L’adescamento con polsi «erogeni»

Michele Ainis, Le libertà negate. Come gli italiani stanno perdendo i loro diritti (Rizzoli 2004, 391 pagine, 18 euro). «Una norma inglese permette alle commesse di Liverpool di servire al banco in topless, però unicamente nei negozi di pesce tropicale. In Francia, nel gennaio 2003, è stata approvata una legge che sbatte in galera per due mesi i colpevoli di adescamento sulla pubblica via, sia attivo che passivo. Ma che cos’è un adescamento “passivo”? La legge lo definisce in questi termini: “incitamento a relazioni sessuali con qualunque mezzo”. D’ora in avanti, quindi, le donne francesi dovranno prestare molta attenzione al proprio abbigliamento: per incappare nei rigori della legge può bastare una scollatura, una minigonna, uno spacco.
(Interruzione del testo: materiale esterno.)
//! Error types for multihop.
//!
//! This module defines a unified error enum that covers all error categories
//! in the workspace: configuration, I/O, generation providers, retrieval,
//! prompts, and the two query-terminating failures (invalid input and total
//! generation failure).

use thiserror::Error;

/// Unified error type for multihop.
///
/// All fallible functions return `Result<T, AppError>`.
/// Library code never panics; errors are represented and propagated.
#[derive(Error, Debug)]
pub enum AppError {
    /// Configuration-related errors
    #[error("Configuration error: {0}")]
    Config(String),

    /// I/O and filesystem errors
    #[error("I/O error: {0}")]
    Io(#[from] std::io::Error),

    /// A single generation provider call failed
    #[error("LLM error: {0}")]
    Llm(String),

    /// Retrieval and collection errors
    #[error("Retrieval error: {0}")]
    Retrieval(String),

    /// Prompt system errors
    #[error("Prompt error: {0}")]
    Prompt(String),

    /// Serialization/deserialization errors
    #[error("Serialization error: {0}")]
    Serialization(String),

    /// The caller's query was rejected before any retrieval began
    #[error("Invalid input: {0}")]
    InvalidInput(String),

    /// A similarity source could not be queried
    #[error("Source '{collection}' unavailable: {message}")]
    SourceUnavailable { collection: String, message: String },

    /// Both the primary and the secondary provider failed on one invocation
    #[error("Generation failed on both providers (primary: {primary}; secondary: {secondary})")]
    GenerationFailed { primary: String, secondary: String },

    /// Generic errors
    #[error("{0}")]
    Other(String),
}

impl AppError {
    /// Whether this error must terminate a query.
    ///
    /// Everything else is recovered locally by the orchestration layer.
    pub fn is_fatal(&self) -> bool {
        matches!(
            self,
            AppError::InvalidInput(_) | AppError::GenerationFailed { .. }
        )
    }
}

impl From<serde_json::Error> for AppError {
    fn from(err: serde_json::Error) -> Self {
        AppError::Serialization(err.to_string())
    }
}

impl From<serde_yaml::Error> for AppError {
    fn from(err: serde_yaml::Error) -> Self {
        AppError::Serialization(err.to_string())
    }
}

/// Convenience type alias for Results with AppError.
pub type AppResult<T> = Result<T, AppError>;

#[cfg(test)]
mod tests {
    use super::*;

    #[test]
    fn test_generation_failed_names_both_providers() {
        let err = AppError::GenerationFailed {
            primary: "ollama: connection refused".to_string(),
            secondary: "openai: 429 Too Many Requests".to_string(),
        };

        let message = err.to_string();
        assert!(message.contains("connection refused"));
        assert!(message.contains("429"));
        assert!(err.is_fatal());
    }

    #[test]
    fn test_recoverable_errors_are_not_fatal() {
        let source = AppError::SourceUnavailable {
            collection: "transcripts".to_string(),
            message: "index missing".to_string(),
        };
        assert!(!source.is_fatal());
        assert!(!AppError::Llm("timeout".to_string()).is_fatal());
        assert!(AppError::InvalidInput("empty question".to_string()).is_fatal());
    }
}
E l’Italia? La Corte di Cassazione, in una sentenza del 2000, ha stabilito che il sesso in auto è reato se c’è la luna piena (per l’atto osceno sarebbe infatti sufficiente una “possibilità di visione”). In una serie di pronunzie del 2000, del 2001 e del 2002 ha equiparato la “mano morta” alla violenza sessuale, quando il palpeggiamento coinvolga cosce e seni (ma, chissà perché, non la pacca sul sedere, che rimane fuori dai rigori del codice penale: sentenza n. 623 del 2001). Finché nel febbraio 2003 non ha aggiunto anche i polsi alla lista delle zone erogene, confermando una condanna a 14 mesi di galera».